Discrete Diffusion with Physical Mass Constraints for \emph{De Novo} Peptide Sequencing
Zeyu An ⋅ Wanyu LIN
Abstract
{\em De novo} peptide sequencing is a pivotal technique that directly reconstructs amino acid sequences from tandem mass spectrometry (MS/MS) data; it enables the identification of novel proteins and variants absent from reference databases. Previous methods are typically based on autoregressive (AR) decoding or one-shot generation.
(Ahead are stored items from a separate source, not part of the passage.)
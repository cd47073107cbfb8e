//! Credential provider trait

use async_trait::async_trait;

use crate::core::{BoxError, Credentials};

/// Supplies [`Credentials`] on demand
///
/// Implemented by whatever a backend builds: a static key pair, an SSO token
/// exchanger, an instance-metadata client. Implementations own their caching
/// and refresh; callers may invoke this once per connection attempt.
#[async_trait]
pub trait ProvideCredentials: Send + Sync {
    /// Load credentials
    ///
    /// # Errors
    ///
    /// Any failure of the underlying source, returned as-is.
    async fn provide_credentials(&self) -> Result<Credentials, BoxError>;

    /// Short provider name for logs (e.g. `"static"`, `"sso"`)
    fn name(&self) -> &str;
}
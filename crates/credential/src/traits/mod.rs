//! Capability traits consumed and exposed by the resolution registry

mod backend;
mod credentials;
mod profile_store;
mod strategy;

pub use backend::{DefaultCredentialBackend, FederatedCredentialBackend};
pub use credentials::ProvideCredentials;
pub use profile_store::ProfileStore;
pub use strategy::{CustomResolutionStrategy, FnStrategy};
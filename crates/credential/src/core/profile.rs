//! Named profiles located in a shared profile store

use std::collections::BTreeMap;
use std::path::{Path, PathBuf};

use serde::{Deserialize, Serialize};

/// Profile name the shared config file uses for its unnamed section
pub const DEFAULT_PROFILE: &str = "default";

/// A profile found by name in a [`ProfileStore`](crate::traits::ProfileStore)
///
/// Handed to the federated backend, which reads whatever keys it needs
/// (SSO start URL, account id, role name, region, ...).
#[derive(Debug, Clone, PartialEq, Eq, Serialize, Deserialize)]
pub struct ResolvedProfile {
    name: String,
    properties: BTreeMap<String, String>,
    #[serde(default, skip_serializing_if = "Option::is_none")]
    source: Option<PathBuf>,
}

impl ResolvedProfile {
    pub fn new(name: impl Into<String>) -> Self {
        Self {
            name: name.into(),
            properties: BTreeMap::new(),
            source: None,
        }
    }

    /// Set a property (builder pattern)
    pub fn with_property(mut self, key: impl Into<String>, value: impl Into<String>) -> Self {
        self.properties.insert(key.into(), value.into());
        self
    }

    /// Record the file this profile was read from
    pub fn with_source(mut self, source: impl Into<PathBuf>) -> Self {
        self.source = Some(source.into());
        self
    }

    pub fn name(&self) -> &str {
        &self.name
    }

    pub fn get(&self, key: &str) -> Option<&str> {
        self.properties.get(key).map(String::as_str)
    }

    pub fn properties(&self) -> &BTreeMap<String, String> {
        &self.properties
    }

    /// File the profile came from, if it was loaded from disk
    pub fn source(&self) -> Option<&Path> {
        self.source.as_deref()
    }

    pub(crate) fn insert(&mut self, key: String, value: String) {
        self.properties.insert(key, value);
    }

    pub(crate) fn append_to(&mut self, key: &str, continuation: &str) -> bool {
        match self.properties.get_mut(key) {
            Some(value) => {
                value.push('\n');
                value.push_str(continuation);
                true
            }
            None => false,
        }
    }
}
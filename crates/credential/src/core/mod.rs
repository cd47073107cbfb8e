//! Core types for credential resolution

mod config;
mod error;
mod host;
mod profile;
mod provider;

pub use config::ResolutionConfig;
pub use error::{BoxError, ProfileStoreError, ResolveError};
pub use host::HostInfo;
pub use profile::{DEFAULT_PROFILE, ResolvedProfile};
pub use provider::{CredentialProvider, Credentials};
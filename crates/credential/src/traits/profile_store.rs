//! Shared profile store lookup

use async_trait::async_trait;

use crate::core::{ProfileStoreError, ResolvedProfile};

/// Externally maintained collection of named profiles
///
/// `Ok(None)` means the store was readable but defines no such profile.
#[async_trait]
pub trait ProfileStore: Send + Sync {
    async fn lookup(&self, name: &str) -> Result<Option<ResolvedProfile>, ProfileStoreError>;
}
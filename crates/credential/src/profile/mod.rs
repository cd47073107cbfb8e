//! Profile store implementations
//!
//! - [`SharedConfigProfileStore`]: reads `~/.aws/config` style files
//! - [`InMemoryProfileStore`]: profiles held by the host process

mod memory;
pub mod shared_config;

pub use memory::InMemoryProfileStore;
pub use shared_config::SharedConfigProfileStore;
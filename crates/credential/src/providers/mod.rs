//! Credential provider implementations

mod static_provider;

pub use static_provider::{ExpiredCredentials, StaticCredentialProvider};
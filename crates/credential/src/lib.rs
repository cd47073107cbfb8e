//! dbauth Credential - credential resolution for database connections
//!
//! Decides how a connection obtains credentials for its target host. The
//! connection layer asks a [`CredentialResolutionRegistry`] for a
//! [`CredentialProvider`]; the registry consults an application-installed
//! override strategy first and otherwise falls back to a built-in choice
//! between a profile-based default backend and a federated (SSO) backend.
//!
//! # Features
//!
//! - **Runtime override** - install or clear one custom strategy at any time
//! - **Deterministic fallback** - `use_federated_auth` and `profile_name` pick the backend
//! - **Lock-light** - strategies and backends run with no lock held
//! - **Shared config profiles** - reads `~/.aws/config` style files for federated profiles
//! - **Transparent errors** - backend and override failures surface unchanged
#![forbid(unsafe_code)]

/// Core types and errors
pub mod core;
/// Profile store implementations
pub mod profile;
/// Credential provider implementations
pub mod providers;
/// Resolution registry and its builder
pub mod registry;
/// Capability traits for strategies, backends and profile stores
pub mod traits;

// ── Root re-exports ─────────────────────────────────────────────────────────

pub use crate::core::{
    BoxError, CredentialProvider, Credentials, DEFAULT_PROFILE, HostInfo, ProfileStoreError,
    ResolutionConfig, ResolveError, ResolvedProfile,
};
pub use crate::registry::{CredentialResolutionRegistry, CredentialResolutionRegistryBuilder};
pub use crate::traits::{
    CustomResolutionStrategy, DefaultCredentialBackend, FederatedCredentialBackend, FnStrategy,
    ProfileStore, ProvideCredentials,
};

/// Commonly used types and traits
pub mod prelude {
    pub use crate::core::{
        BoxError, CredentialProvider, Credentials, HostInfo, ProfileStoreError, ResolutionConfig,
        ResolveError, ResolvedProfile,
    };

    pub use crate::profile::{InMemoryProfileStore, SharedConfigProfileStore};
    pub use crate::providers::StaticCredentialProvider;
    pub use crate::registry::CredentialResolutionRegistry;

    pub use crate::traits::{
        CustomResolutionStrategy, DefaultCredentialBackend, FederatedCredentialBackend,
        ProfileStore, ProvideCredentials,
    };
}
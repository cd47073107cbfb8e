//! Typestate builder for [`CredentialResolutionRegistry`]

use std::sync::Arc;

use super::CredentialResolutionRegistry;
use crate::profile::SharedConfigProfileStore;
use crate::traits::{DefaultCredentialBackend, FederatedCredentialBackend, ProfileStore};

// Type-level marker for an unset required backend
#[doc(hidden)]
pub struct No;

/// Builder for [`CredentialResolutionRegistry`] with typestate pattern
///
/// Both backends are required and checked at compile time: `build` only
/// exists once each type parameter has moved from [`No`] to the backend
/// itself. The profile store defaults to
/// [`SharedConfigProfileStore::from_env`].
///
/// # Type Parameters
///
/// * `D` - default backend slot, [`No`] until set
/// * `F` - federated backend slot, [`No`] until set
pub struct CredentialResolutionRegistryBuilder<D, F> {
    default_backend: D,
    federated_backend: F,
    profile_store: Option<Arc<dyn ProfileStore>>,
}

impl CredentialResolutionRegistryBuilder<No, No> {
    pub fn new() -> Self {
        Self {
            default_backend: No,
            federated_backend: No,
            profile_store: None,
        }
    }
}

impl Default for CredentialResolutionRegistryBuilder<No, No> {
    fn default() -> Self {
        Self::new()
    }
}

impl<F> CredentialResolutionRegistryBuilder<No, F> {
    /// Set the backend used when federated auth is off (required)
    pub fn default_backend(
        self,
        backend: Arc<dyn DefaultCredentialBackend>,
    ) -> CredentialResolutionRegistryBuilder<Arc<dyn DefaultCredentialBackend>, F> {
        CredentialResolutionRegistryBuilder {
            default_backend: backend,
            federated_backend: self.federated_backend,
            profile_store: self.profile_store,
        }
    }
}

impl<D> CredentialResolutionRegistryBuilder<D, No> {
    /// Set the backend used when federated auth is on (required)
    pub fn federated_backend(
        self,
        backend: Arc<dyn FederatedCredentialBackend>,
    ) -> CredentialResolutionRegistryBuilder<D, Arc<dyn FederatedCredentialBackend>> {
        CredentialResolutionRegistryBuilder {
            default_backend: self.default_backend,
            federated_backend: backend,
            profile_store: self.profile_store,
        }
    }
}

impl<D, F> CredentialResolutionRegistryBuilder<D, F> {
    /// Set the store federated resolution looks profiles up in (optional)
    pub fn profile_store(mut self, store: Arc<dyn ProfileStore>) -> Self {
        self.profile_store = Some(store);
        self
    }
}

impl
    CredentialResolutionRegistryBuilder<
        Arc<dyn DefaultCredentialBackend>,
        Arc<dyn FederatedCredentialBackend>,
    >
{
    /// Build the registry with no override installed
    pub fn build(self) -> CredentialResolutionRegistry {
        let profile_store = self
            .profile_store
            .unwrap_or_else(|| Arc::new(SharedConfigProfileStore::from_env()));

        CredentialResolutionRegistry::from_parts(
            self.default_backend,
            self.federated_backend,
            profile_store,
        )
    }
}
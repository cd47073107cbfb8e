//! Provider that always returns the same credentials

use async_trait::async_trait;
use chrono::{DateTime, Utc};
use thiserror::Error;

use crate::core::{BoxError, Credentials};
use crate::traits::ProvideCredentials;

/// Fixed credentials carried past their expiry
#[derive(Debug, Error)]
#[error("static credentials '{access_key_id}' expired at {expires_at}")]
pub struct ExpiredCredentials {
    /// Access key id of the expired credentials
    pub access_key_id: String,
    /// When they expired
    pub expires_at: DateTime<Utc>,
}

/// Returns a fixed set of [`Credentials`]
///
/// Once credentials built `with_expiry` have expired, every call fails with
/// [`ExpiredCredentials`] instead of handing out stale material.
///
/// Useful for override strategies that pin a host to known credentials and
/// for tests.
///
/// # Examples
///
/// ```
/// use dbauth_credential::prelude::*;
///
/// # async fn example() -> Result<(), BoxError> {
/// let provider = CredentialProvider::new(StaticCredentialProvider::new(
///     Credentials::new("AKIDEXAMPLE", "secret"),
/// ));
///
/// let creds = provider.provide_credentials().await?;
/// assert_eq!(creds.access_key_id(), "AKIDEXAMPLE");
/// # Ok(())
/// # }
/// ```
#[derive(Debug, Clone)]
pub struct StaticCredentialProvider {
    credentials: Credentials,
}

impl StaticCredentialProvider {
    pub fn new(credentials: Credentials) -> Self {
        Self { credentials }
    }
}

#[async_trait]
impl ProvideCredentials for StaticCredentialProvider {
    async fn provide_credentials(&self) -> Result<Credentials, BoxError> {
        if self.credentials.is_expired_at(Utc::now()) {
            return Err(ExpiredCredentials {
                access_key_id: self.credentials.access_key_id().to_string(),
                expires_at: self.credentials.expires_at().unwrap_or_default(),
            }
            .into());
        }
        Ok(self.credentials.clone())
    }

    fn name(&self) -> &str {
        "static"
    }
}
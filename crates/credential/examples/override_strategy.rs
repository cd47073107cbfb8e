//! Resolution with and without an application override
//!
//! Wires toy backends into a registry, resolves for a few hosts, then
//! installs an override that pins one host to fixed credentials.
//!
//! Run with `cargo run --example override_strategy`.

use std::sync::Arc;

use async_trait::async_trait;
use dbauth_credential::prelude::*;

/// Stands in for an ambient credential chain
struct AmbientBackend;

#[async_trait]
impl DefaultCredentialBackend for AmbientBackend {
    async fn build(&self, profile_name: Option<&str>) -> Result<CredentialProvider, BoxError> {
        let key_id = format!("AKID-{}", profile_name.unwrap_or("ambient"));
        Ok(CredentialProvider::new(StaticCredentialProvider::new(
            Credentials::new(key_id, "example-secret"),
        )))
    }
}

/// Stands in for an SSO token exchange
struct SsoBackend;

#[async_trait]
impl FederatedCredentialBackend for SsoBackend {
    async fn build(&self, profile: &ResolvedProfile) -> Result<CredentialProvider, BoxError> {
        let role = profile.get("sso_role_name").ok_or("profile has no sso_role_name")?;
        Ok(CredentialProvider::new(StaticCredentialProvider::new(
            Credentials::new(format!("ASIA-{role}"), "example-secret")
                .with_session_token("example-session"),
        )))
    }
}

#[tokio::main]
async fn main() -> Result<(), BoxError> {
    tracing_subscriber::fmt()
        .with_max_level(tracing::Level::DEBUG)
        .init();

    let profiles = InMemoryProfileStore::new().with_profile(
        ResolvedProfile::new("analytics").with_property("sso_role_name", "AnalyticsReader"),
    );
    let registry = CredentialResolutionRegistry::builder()
        .default_backend(Arc::new(AmbientBackend))
        .federated_backend(Arc::new(SsoBackend))
        .profile_store(Arc::new(profiles))
        .build();

    let orders = HostInfo::new("orders.internal").with_port(5432);
    let legacy = HostInfo::new("legacy.internal").with_port(3306);
    let federated = ResolutionConfig::new()
        .with(ResolutionConfig::PROFILE_NAME, "analytics")
        .with(ResolutionConfig::USE_FEDERATED_AUTH, "true");
    let plain = ResolutionConfig::new();

    for (host, config) in [(&orders, &federated), (&legacy, &plain)] {
        let provider = registry.resolve(host, config).await?;
        let creds = provider.provide_credentials().await?;
        println!("{host}: {} ({})", creds.access_key_id(), provider.provider_name());
    }

    let pinned = CredentialProvider::new(StaticCredentialProvider::new(Credentials::new(
        "AKID-legacy-pinned",
        "example-secret",
    )));
    registry.install_override_fn(move |host, _config| {
        Ok((host.host == "legacy.internal").then(|| pinned.clone()))
    });

    let creds = registry
        .resolve(&legacy, &plain)
        .await?
        .provide_credentials()
        .await?;
    println!("{legacy} with override: {}", creds.access_key_id());

    let missing = ResolutionConfig::new()
        .with(ResolutionConfig::PROFILE_NAME, "ghost")
        .with(ResolutionConfig::USE_FEDERATED_AUTH, "true");
    if let Err(err) = registry.resolve(&orders, &missing).await {
        println!("{orders}: {err}");
    }

    registry.clear_override();
    Ok(())
}
//! Credential resolution registry
//!
//! # Overview
//!
//! [`CredentialResolutionRegistry`] is what the connection layer calls before
//! opening a connection. It owns a single optional override slot and the two
//! built-in backends it falls back to.
//!
//! ```text
//! resolve(host, config)
//!     │
//!     ├─ override installed? ── Some(provider) ──────────────► provider
//!     │        │
//!     │        └─ None / not installed
//!     │
//!     ├─ use_federated_auth = false ─► DefaultCredentialBackend::build(profile_name?)
//!     │
//!     └─ use_federated_auth = true ──► ProfileStore::lookup(profile_name)
//!                                          ├─ missing ─► ResolveError::ProfileNotFound
//!                                          └─ found ───► FederatedCredentialBackend::build(profile)
//! ```
//!
//! # Override lifecycle
//!
//! The slot is either empty or holds one strategy. `install_override`
//! replaces whatever is there and `clear_override` empties it; both are
//! idempotent. `resolve` only reads the slot.

mod builder;
#[allow(clippy::module_inception)]
mod registry;

pub use builder::{CredentialResolutionRegistryBuilder, No};
pub use registry::CredentialResolutionRegistry;
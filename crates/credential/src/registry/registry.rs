//! Credential resolution registry
//!
//! Holds the optional override strategy and implements the fallback between
//! the default and federated backends.

use std::fmt;
use std::sync::Arc;

use parking_lot::RwLock;
use tracing::{debug, trace, warn};

use super::builder::{CredentialResolutionRegistryBuilder, No};
use crate::core::{
    BoxError, CredentialProvider, HostInfo, ResolutionConfig, ResolveError,
};
use crate::traits::{
    CustomResolutionStrategy, DefaultCredentialBackend, FederatedCredentialBackend, FnStrategy,
    ProfileStore,
};

type OverrideSlot = RwLock<Option<Arc<dyn CustomResolutionStrategy>>>;

/// Resolves a [`CredentialProvider`] for each connection attempt
///
/// At most one [`CustomResolutionStrategy`] is installed at a time. `resolve`
/// consults it first; when there is none, or it has no opinion, the registry
/// picks a built-in backend from the connection properties:
///
/// | `use_federated_auth` | backend   | input                                          |
/// |----------------------|-----------|------------------------------------------------|
/// | `false` (default)    | default   | `profile_name` if non-empty, else none         |
/// | `true`               | federated | profile `profile_name` from the profile store  |
///
/// Federated auth without a `profile_name` fails with
/// [`ResolveError::ProfileNotFound`]; there is no implicit profile.
///
/// # Thread Safety
///
/// Clones share the same override slot. The slot is behind a read-write lock
/// that is held only to snapshot or swap the strategy; strategies and backends
/// run with no lock held, so a slow identity service never blocks
/// `install_override`, `clear_override` or other resolutions.
///
/// # Examples
///
/// ```no_run
/// use std::sync::Arc;
/// use dbauth_credential::prelude::*;
///
/// # async fn example(
/// #     default_backend: Arc<dyn DefaultCredentialBackend>,
/// #     federated_backend: Arc<dyn FederatedCredentialBackend>,
/// # ) -> Result<(), ResolveError> {
/// let registry = CredentialResolutionRegistry::builder()
///     .default_backend(default_backend)
///     .federated_backend(federated_backend)
///     .profile_store(Arc::new(SharedConfigProfileStore::from_env()))
///     .build();
///
/// let host = HostInfo::new("orders.cluster.internal").with_port(5432);
/// let config = ResolutionConfig::new().with(ResolutionConfig::PROFILE_NAME, "work");
///
/// let provider = registry.resolve(&host, &config).await?;
/// # Ok(())
/// # }
/// ```
#[derive(Clone)]
pub struct CredentialResolutionRegistry {
    override_slot: Arc<OverrideSlot>,
    default_backend: Arc<dyn DefaultCredentialBackend>,
    federated_backend: Arc<dyn FederatedCredentialBackend>,
    profile_store: Arc<dyn ProfileStore>,
}

impl CredentialResolutionRegistry {
    /// Create builder for constructing a registry
    pub fn builder() -> CredentialResolutionRegistryBuilder<No, No> {
        CredentialResolutionRegistryBuilder::new()
    }

    pub(super) fn from_parts(
        default_backend: Arc<dyn DefaultCredentialBackend>,
        federated_backend: Arc<dyn FederatedCredentialBackend>,
        profile_store: Arc<dyn ProfileStore>,
    ) -> Self {
        Self {
            override_slot: Arc::new(RwLock::new(None)),
            default_backend,
            federated_backend,
            profile_store,
        }
    }

    /// Install `strategy`, replacing any strategy already installed
    ///
    /// Resolutions already in flight keep using the strategy they started
    /// with.
    pub fn install_override(&self, strategy: Arc<dyn CustomResolutionStrategy>) {
        let previous = self.override_slot.write().replace(strategy);
        debug!(
            replaced = previous.is_some(),
            "Installed custom credential resolution strategy"
        );
    }

    /// Install a synchronous closure as the override strategy
    ///
    /// # Examples
    ///
    /// ```no_run
    /// # use dbauth_credential::prelude::*;
    /// # fn example(registry: &CredentialResolutionRegistry, pinned: CredentialProvider) {
    /// registry.install_override_fn(move |host, _config| {
    ///     Ok((host.host == "legacy.internal").then(|| pinned.clone()))
    /// });
    /// # }
    /// ```
    pub fn install_override_fn<F>(&self, resolve: F)
    where
        F: Fn(&HostInfo, &ResolutionConfig) -> Result<Option<CredentialProvider>, BoxError>
            + Send
            + Sync
            + 'static,
    {
        self.install_override(Arc::new(FnStrategy::new(resolve)));
    }

    /// Remove the installed override strategy; no-op when none is installed
    pub fn clear_override(&self) {
        let previous = self.override_slot.write().take();
        if previous.is_some() {
            debug!("Cleared custom credential resolution strategy");
        }
    }

    pub fn has_override(&self) -> bool {
        self.override_slot.read().is_some()
    }

    /// Resolve a credential provider for `host`
    ///
    /// Every call runs the full algorithm; nothing is cached here.
    ///
    /// # Errors
    ///
    /// - [`ResolveError::ProfileNotFound`] if federated auth is requested
    ///   without a profile name, or for a profile the store does not define
    /// - [`ResolveError::ProfileStore`] if the profile store cannot be read
    /// - [`ResolveError::Override`] / [`ResolveError::Backend`] carrying the
    ///   strategy's or backend's own error unchanged
    pub async fn resolve(
        &self,
        host: &HostInfo,
        config: &ResolutionConfig,
    ) -> Result<CredentialProvider, ResolveError> {
        let strategy = self.override_slot.read().clone();

        if let Some(strategy) = strategy {
            let resolved = strategy
                .resolve(host, config)
                .await
                .map_err(ResolveError::Override)?;

            if let Some(provider) = resolved {
                trace!(
                    host = %host,
                    provider = provider.provider_name(),
                    "Credential provider supplied by override strategy"
                );
                return Ok(provider);
            }
            trace!(host = %host, "Override strategy deferred to built-in selection");
        }

        self.resolve_builtin(host, config).await
    }

    async fn resolve_builtin(
        &self,
        host: &HostInfo,
        config: &ResolutionConfig,
    ) -> Result<CredentialProvider, ResolveError> {
        let profile_name = config.profile_name();

        if !config.use_federated_auth() {
            debug!(
                host = %host,
                profile = ?profile_name,
                "Resolving credentials with default backend"
            );
            return self
                .default_backend
                .build(profile_name)
                .await
                .map_err(ResolveError::Backend);
        }

        let Some(profile_name) = profile_name else {
            warn!(host = %host, "Federated auth requested without a profile name");
            return Err(ResolveError::ProfileNotFound {
                profile: String::new(),
            });
        };
        debug!(
            host = %host,
            profile = profile_name,
            "Resolving credentials with federated backend"
        );

        let Some(profile) = self.profile_store.lookup(profile_name).await? else {
            warn!(
                host = %host,
                profile = profile_name,
                "Federated auth requested for a profile that is not defined"
            );
            return Err(ResolveError::ProfileNotFound {
                profile: profile_name.to_string(),
            });
        };

        self.federated_backend
            .build(&profile)
            .await
            .map_err(ResolveError::Backend)
    }
}

impl fmt::Debug for CredentialResolutionRegistry {
    fn fmt(&self, f: &mut fmt::Formatter<'_>) -> fmt::Result {
        f.debug_struct("CredentialResolutionRegistry")
            .field("has_override", &self.has_override())
            .finish_non_exhaustive()
    }
}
The AR-based methods conflict with the bidirectional and globally constrained nature of MS/MS evidence and inevitably accumulate errors, while one-shot generation does not explicitly enforce physical constraints, failing to produce chemically valid and reliable peptides in a single pass. Accurate sequencing necessitates reasoning over the entire peptide simultaneously, enabling iterative self-correction under global constraints. To this end, we introduce $\textbf{PhysNovo}$, a novel paradigm that harnesses discrete diffusion to enable simultaneous global reasoning and iterative refinement. Specifically, PhysNovo reformulates sequencing as a $\textbf{phys}$ically mass-constrained reasoning process by embedding a knapsack-based feasibility kernel to enforce exact precursor mass consistency. By conditioning the diffusion process on global spectral context, PhysNovo supports abductive reasoning where bidirectional evidence is exploited to iteratively resolve local inconsistencies and ensure physically valid predictions. PhysNovo achieves state-of-the-art performance, exceeding baselines by over 2\% in precision, with larger gains on out-of-distribution data.